The first step we took was to explore a handful of podcasts for about a week. After we talked about podcasting and analyzed some episodes, the students were ready to try creating one of their own. We used an app called Anchor because it seemed very user-friendly. When I’m unsure of how to use an app, I go to YouTube, and I found a video on Anchor that helped me teach my students how to use it properly. One of the district learning coaches was a great help with morale—sometimes it’s scary to try new technology.
Our First Interview
This year, we had a new principal, and my students and I decided that getting to know her through an interview would make a good podcast episode. The class took a week to learn about the principal and to write questions that would help them learn more.
After some discussion and voting, the class selected five questions to ask and five interviewers, who each picked one question. They practiced recording themselves and correcting the audio using GarageBand. In addition, the kids practiced some interpersonal skills like how to shake hands firmly, look a person in the eye, and smile when greeting someone. The rehearsal stage took a week.
The students then requested an appointment for an interview with our principal, who was thrilled that she was going to be interviewed by her second graders. My students were both enthusiastic and nervous when they learned that the principal had agreed to the interview.
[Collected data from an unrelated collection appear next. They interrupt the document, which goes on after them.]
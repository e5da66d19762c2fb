mod directory;

pub use directory::{upload_picture, Draft, Profile, ProfileField, ProfileId, ProfileStore};

use axum::{debug_handler, extract::{Multipart, Query, State}, http::StatusCode, response::{IntoResponse, Response}, routing::{get, post}, Json, Router};
use serde::Deserialize;

use crate::{upload::Upload, AppResult, AppState, Shared};

pub fn router() -> Router<AppState> {
    Router::new()
        .route("/", get(search).post(save))
        .route("/draft", get(draft).patch(update_field).delete(discard_draft))
        .route("/picture", post(upload))
}

#[derive(Deserialize)]
pub(crate) struct SearchQuery {
    q: Option<String>,
}

#[derive(Deserialize)]
pub(crate) struct UpdateFieldQuery {
    field: ProfileField,
    value: String,
}

#[debug_handler(state = AppState)]
pub(crate) async fn search(
    State(profiles): State<Shared<ProfileStore>>,
    Query(SearchQuery { q }): Query<SearchQuery>,
) -> Json<Vec<Profile>> {
    let profiles = profiles.lock().await;
    Json(
        profiles
            .search(q.as_deref().unwrap_or(""))
            .into_iter()
            .cloned()
            .collect()
    )
}

#[debug_handler(state = AppState)]
pub(crate) async fn draft(State(profiles): State<Shared<ProfileStore>>) -> Json<Draft> {
    Json(profiles.lock().await.draft().clone())
}

#[debug_handler(state = AppState)]
pub(crate) async fn update_field(
    State(profiles): State<Shared<ProfileStore>>,
    Json(UpdateFieldQuery { field, value }): Json<UpdateFieldQuery>,
) -> Json<Draft> {
    let mut profiles = profiles.lock().await;
    profiles.update_field(field, value);
    Json(profiles.draft().clone())
}

#[debug_handler(state = AppState)]
pub(crate) async fn discard_draft(State(profiles): State<Shared<ProfileStore>>) -> Json<Draft> {
    let mut profiles = profiles.lock().await;
    profiles.discard_draft();
    Json(profiles.draft().clone())
}

#[debug_handler(state = AppState)]
pub(crate) async fn save(State(profiles): State<Shared<ProfileStore>>) -> Response {
    match profiles.lock().await.save() {
        Some(profile) => (StatusCode::CREATED, Json(profile.clone())).into_response(),
        None => StatusCode::NO_CONTENT.into_response(),
    }
}

#[debug_handler(state = AppState)]
pub(crate) async fn upload(
    State(profiles): State<Shared<ProfileStore>>,
    mut multipart: Multipart,
) -> AppResult<Response> {
    let Some(upload) = Upload::from_multipart(&mut multipart).await? else {
        return Ok((StatusCode::BAD_REQUEST, "no file provided").into_response());
    };

    let instance = upload_picture(&profiles, upload).await;
    Ok((StatusCode::ACCEPTED, Json(serde_json::json!({ "instance": instance }))).into_response())
}
//! Live preview of Markdown documents as [markmap](https://markmap.js.org)
//! mind maps inside an embedded browser surface.
//!
//! The host editor supplies three things: a [`RendererHost`] that can load a
//! document and run scripts, a [`ThemeSource`] that reports the current
//! colors, and callbacks that forward document edits, load completions and
//! theme changes through an [`Emitter`]. The [`PreviewRuntime`] takes it from
//! there: it builds the themed page, holds renders back until the page is
//! ready, coalesces bursts of edits so only the newest text is drawn, and
//! replays the current document after every theme-triggered reload.
//!
//! ## Example
//!
//! ```rust
//! use markmap_preview::{
//!     DirectoryAssets, PreviewConfig, PreviewRuntime, RendererHost, Rgb, TemplateProvider,
//!     ThemeSnapshot,
//! };
//!
//! struct LoggingHost;
//!
//! impl RendererHost for LoggingHost {
//!     fn load_document(&mut self, html: String) {
//!         println!("load {} bytes", html.len());
//!     }
//!
//!     fn execute_script(&mut self, script: String) {
//!         println!("run {} bytes", script.len());
//!     }
//! }
//!
//! let theme = || ThemeSnapshot::new(Rgb::new(0x2b, 0x2b, 0x2b), Rgb::new(0xa9, 0xb7, 0xc6));
//! let assets = DirectoryAssets::new(["resources/markmap", "resources/markmap/static"]);
//! let templates = TemplateProvider::new(assets, PreviewConfig::default());
//!
//! let mut runtime = PreviewRuntime::new(LoggingHost, theme, templates);
//!
//! // Wire these into the editor's document listener, the browser's load
//! // handler and the theme listener.
//! let emitter = runtime.emitter();
//! emitter.content_changed("# Project\n## Goals\n## Risks");
//! emitter.load_completed(200);
//! emitter.dispose();
//!
//! // Run the event loop on your executor of choice.
//! futures::executor::block_on(runtime.run());
//! ```

// Module declarations
mod assets;
pub mod codec;
mod config;
mod effect;
mod emitter;
mod error;
mod event;
mod gate;
mod host;
mod pipeline;
mod runtime;
mod template;
mod theme;

// Public re-exports
pub use assets::{AssetSource, DirectoryAssets, EmbeddedAssets, LIBRARY_ASSETS};
pub use config::{MarkmapOptions, PreviewConfig, DEFAULT_PLACEHOLDER};
pub use effect::{Effect, HostCommand};
pub use emitter::Emitter;
pub use error::{PreviewError, Result};
pub use event::PreviewEvent;
pub use gate::{ReadinessGate, RendererState};
pub use host::RendererHost;
pub use pipeline::{DocumentSnapshot, SyncPipeline};
pub use runtime::PreviewRuntime;
pub use template::{fallback_document, TemplateProvider, FALLBACK_ERROR_MARKER};
pub use theme::{Rgb, ThemePalette, ThemeSnapshot, ThemeSource};

// Test utilities (only available with 'testing' feature or during tests)
#[cfg(any(test, feature = "testing"))]
pub use host::{HostCall, RecordingHost};
#[cfg(any(test, feature = "testing"))]
pub use runtime::{TestPreviewDriver, TestPreviewRuntime};
//! Coalescing synchronization between document text and the rendered preview.

use std::fmt;
use std::sync::Arc;

use log::{debug, trace, warn};

use crate::codec;
use crate::gate::{ReadinessGate, RendererState};
use crate::{Effect, HostCommand};

/// Immutable full text of the document at one point in time.
///
/// Cloning is cheap; the latest and pending slots share one allocation.
#[derive(Clone, PartialEq, Eq, Hash)]
pub struct DocumentSnapshot(Arc<str>);

impl DocumentSnapshot {
    pub fn as_str(&self) -> &str {
        &self.0
    }

    pub fn len(&self) -> usize {
        self.0.len()
    }

    pub fn is_empty(&self) -> bool {
        self.0.is_empty()
    }
}

// Document text stays out of logs.
impl fmt::Debug for DocumentSnapshot {
    fn fmt(&self, f: &mut fmt::Formatter<'_>) -> fmt::Result {
        write!(f, "DocumentSnapshot({} bytes)", self.0.len())
    }
}

impl From<String> for DocumentSnapshot {
    fn from(text: String) -> Self {
        Self(text.into())
    }
}

impl From<&str> for DocumentSnapshot {
    fn from(text: &str) -> Self {
        Self(text.into())
    }
}

/// State of one preview: renderer readiness, the latest known document and
/// the single pending render request.
///
/// Every operation returns the [`Effect`] the host must carry out. A render
/// dispatch is only ever produced while the gate is ready; earlier snapshots
/// collapse into one pending request that is flushed once on readiness.
#[derive(Clone, Debug, Default)]
pub struct SyncPipeline {
    gate: ReadinessGate,
    latest: Option<DocumentSnapshot>,
    pending: Option<DocumentSnapshot>,
}

impl SyncPipeline {
    pub fn new() -> Self {
        Self::default()
    }

    pub fn gate(&self) -> &ReadinessGate {
        &self.gate
    }

    pub fn state(&self) -> RendererState {
        self.gate.state()
    }

    /// The most recent document seen, whether or not it was rendered.
    pub fn latest(&self) -> Option<&DocumentSnapshot> {
        self.latest.as_ref()
    }

    /// The document waiting for the renderer to become ready.
    pub fn pending(&self) -> Option<&DocumentSnapshot> {
        self.pending.as_ref()
    }

    /// Record new document text and render it if the renderer is ready.
    pub fn on_content_changed(&mut self, snapshot: impl Into<DocumentSnapshot>) -> Effect {
        let snapshot = snapshot.into();
        self.latest = Some(snapshot.clone());

        if self.gate.is_ready() {
            dispatch(&snapshot)
        } else {
            if let Some(previous) = self.pending.replace(snapshot) {
                trace!("superseding pending {previous:?}");
            }
            Effect::none()
        }
    }

    /// Flush the pending request, or replay the latest document after a reload.
    pub fn on_renderer_ready(&mut self) -> Effect {
        if let Some(snapshot) = self.pending.take() {
            dispatch(&snapshot)
        } else if let Some(snapshot) = &self.latest {
            debug!("replaying latest document after reload");
            dispatch(snapshot)
        } else {
            Effect::none()
        }
    }

    /// Handle the host's load-completion signal.
    ///
    /// Only the signal that actually makes the renderer ready triggers a
    /// flush; duplicates are ignored.
    pub fn on_load_completed(&mut self, status: i32) -> Effect {
        if status != 0 && !(200..300).contains(&status) {
            warn!("preview document loaded with status {status}");
        }

        if self.gate.mark_ready() {
            self.on_renderer_ready()
        } else {
            Effect::none()
        }
    }

    /// Replace the host document, holding renders back until it has loaded.
    pub fn begin_reload(&mut self, document: String) -> Effect {
        self.gate.reset();
        self.gate.mark_loading_started();
        Effect::just(HostCommand::LoadDocument(document))
    }
}

fn dispatch(snapshot: &DocumentSnapshot) -> Effect {
    debug!("dispatching render of {} bytes", snapshot.len());
    Effect::just(HostCommand::ExecuteScript(codec::render_script(snapshot.as_str())))
}
//! Readiness tracking for the embedded renderer.

use log::trace;

/// Whether the renderer can currently accept render calls.
#[derive(Clone, Copy, Debug, Default, PartialEq, Eq)]
pub enum RendererState {
    /// No document is loaded, or the loaded one is about to be replaced.
    #[default]
    Uninitialized,
    /// A document has been handed to the host and is still loading.
    Loading,
    /// The document finished loading; render calls may be dispatched.
    Ready,
}

/// Gate that holds render dispatch back until the renderer has initialized.
///
/// ```text
/// Uninitialized --mark_loading_started--> Loading --mark_ready--> Ready
///       ^                                                           |
///       +---------------------------- reset -----------------------+
/// ```
#[derive(Clone, Debug, Default)]
pub struct ReadinessGate {
    state: RendererState,
}

impl ReadinessGate {
    pub fn new() -> Self {
        Self::default()
    }

    pub fn state(&self) -> RendererState {
        self.state
    }

    pub fn is_ready(&self) -> bool {
        self.state == RendererState::Ready
    }

    /// Record that a document has been handed to the host.
    pub fn mark_loading_started(&mut self) {
        self.state = RendererState::Loading;
    }

    /// Record a load-completion signal.
    ///
    /// Returns `true` only when this call performed the `Loading -> Ready`
    /// transition. Repeated signals, and signals arriving while no load is in
    /// flight, leave the state untouched and return `false`.
    pub fn mark_ready(&mut self) -> bool {
        match self.state {
            RendererState::Loading => {
                self.state = RendererState::Ready;
                true
            }
            state => {
                trace!("ignoring load completion while {state:?}");
                false
            }
        }
    }

    /// Forget readiness ahead of a document reload.
    pub fn reset(&mut self) {
        self.state = RendererState::Uninitialized;
    }
}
One of our digital learning coaches had experience with podcasting, and she shared technical knowledge with my students. She was familiar with how to correctly position a microphone—we used the one built into an iPad—next to an interview subject. We focused on getting the best possible audio of the principal so we wouldn’t have to ask her for another appointment. The coach also helped line up the kids to take turns reading their questions so that we got a good audio recording of their voices with a minimum of noise from their movements.
Editing to Create a Polished Product
The last step was to put everything together, and this step took only one day. Though it was our first time working with Anchor, we discovered that it’s easy to use. The kids voted for music to add to make the episode more appealing, and then a team trimmed the audio to remove some noises at the end.
Finally, we published our podcast, tweeted about it, and sent the link to the episode to my students’ parents. The best part was seeing the kids’ smiles when we finished and noting how proud they were of the result. They got another boost when the district shared our results and applauded how we were supporting one of the district’s big initiatives—to give our students a voice.
This experience gave the students some practice with different apps and increased their technology skills. At the beginning, they had questions about how to use the apps—and they felt nervous. But their initial practice really eased those fears. Now that my students have some experience, they’re deciding what they want to do next. Some of the kids want to explain a topic they are passionate about, and others want to keep interviewing other people. These second graders have strong opinions about how they can use podcasting to demonstrate their learning.
As we move forward, we’ll work on improving the process by using different microphones to improve the quality of the audio we record. We also need to work on mastering Anchor to get the most out of this tool.
Podcasting might seem like a task for older students, but we tried it anyway, and we proved that everyone has something to say.